JL is a consultant to Telomere Diagnostics Inc., formerly Telome Health, and owns stock in the company. The company had no role in this research or in writing this review. The remaining authors report no current disclosures or conflicts of interest.

Figures

**Fig. 1. Telomeres and Telomerase**
Telomeres **[1]** are protective caps at the ends of linear DNA strands. In humans, telomeres are comprised of multiple non-coding repeats of the nucleotide sequence, TTAGGG, and at birth, human telomeres are approximately 10,000 nucleotides long (Okuda et al., 2002).

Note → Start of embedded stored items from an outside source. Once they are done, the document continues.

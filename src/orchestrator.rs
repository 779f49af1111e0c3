//! Collaborator contracts and the daemon-level wiring that connects them to
//! the core through the event hub.
//!
//! The core never depends on a concrete network stack, storage engine,
//! watcher, or filesystem layer — only on these four interfaces. Startup
//! chooses concrete implementations; there is no runtime plugin loader.

use crate::error::CoreError;
use crate::types::{FileMetadata, PeerRecord};
use async_trait::async_trait;
use std::path::Path;

#[async_trait]
pub trait NetworkApi: Send + Sync {
    async fn connect(&self, peer_id: &str) -> Result<(), CoreError>;
    async fn send(&self, peer_id: &str, bytes: Vec<u8>) -> Result<(), CoreError>;
    async fn broadcast(&self, bytes: Vec<u8>) -> Result<(), CoreError>;
    async fn start_listening(&self, port: u16) -> Result<(), CoreError>;
    async fn start_discovery(&self, port: u16) -> Result<(), CoreError>;
    async fn close(&self, peer_id: &str) -> Result<(), CoreError>;
}

#[async_trait]
pub trait StorageApi: Send + Sync {
    async fn upsert_peer(&self, peer: PeerRecord) -> Result<(), CoreError>;
    async fn get_peer(&self, peer_id: &str) -> Result<Option<PeerRecord>, CoreError>;
    async fn list_peers(&self) -> Result<Vec<PeerRecord>, CoreError>;
    async fn upsert_file(&self, metadata: FileMetadata) -> Result<(), CoreError>;
    async fn get_file(&self, path: &str) -> Result<Option<FileMetadata>, CoreError>;
    async fn batch_upsert_files(&self, metadata: Vec<FileMetadata>) -> Result<(), CoreError>;
    async fn ignore_patterns(&self) -> Result<Vec<String>, CoreError>;
    async fn watched_folders(&self) -> Result<Vec<String>, CoreError>;
    async fn begin(&self) -> Result<(), CoreError>;
    async fn commit(&self) -> Result<(), CoreError>;
    async fn rollback(&self) -> Result<(), CoreError>;
}

pub trait FileWatcher: Send + Sync {
    fn start_watching(&self, path: &Path) -> Result<(), CoreError>;
    fn stop_watching(&self, path: &Path) -> Result<(), CoreError>;
}

#[async_trait]
pub trait FileApi: Send + Sync {
    async fn read(&self, path: &Path) -> Result<Vec<u8>, CoreError>;
    async fn write(&self, path: &Path, bytes: &[u8]) -> Result<bool, CoreError>;
}

/// Events a `NetworkApi` implementation emits back into the engine over a
/// channel it owns, breaking the engine/network dependency cycle (the
/// engine holds only a send-only handle).
#[derive(Debug, Clone)]
pub enum NetEvent {
    PeerDiscovered { peer_id: String, address: String, port: u16 },
    PeerConnected { peer_id: String },
    PeerDisconnected { peer_id: String },
    DataReceived { peer_id: String, bytes: Vec<u8> },
}

/// Events the file watcher collaborator emits.
#[derive(Debug, Clone)]
pub enum WatchEvent {
    Created(String),
    Modified(String),
    Deleted(String),
    Renamed { from: String, to: String },
}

Telomeres lose approximately 50–100 nucleotides per DNA replication cycle (unless acted upon by telomerase) due to the so-called “end-replication problem” and can lose even more due to oxidative damage. The end replication problem arises during DNA replication or extension because DNA polymerase can only synthesize DNA in one direction (5’ → 3’). On the 5’ → 3’ leading strand **[2]**, this route is continuous, but on the lagging strand **[3]**, it is discontinuous, synthesized in fragments that require a RNA primer molecule **[4]** to provide a 5’ initiation point. As each fragment on the lagging strand (called “Okazaki fragments”) is completed, the RNA primer translocates to initiate the synthesis of additional fragments. Since the RNA primer must always attach prior to the synthesis of the lagging strand fragments, and since the RNA primer must base pair to complementary nucleotides on the leading strand, the 5’ end of lagging strand will always be shorter than the 3’ end of the leading strand, and thus is incompletely replicated. Shortened telomeres can be rebuilt by telomerase **[5]**, which is comprised of the telomerase reverse transcriptase (TERT) enzyme and a telomerase RNA component (TERC) that serves as a template for new complementary telomeric DNA construction along the leading strand. As telomerase advances along the leading telomeric DNA strand, new nucleotides are added to it, providing additional room for extension of the lagging strand (Chakhparonian and Wellinger, 2003).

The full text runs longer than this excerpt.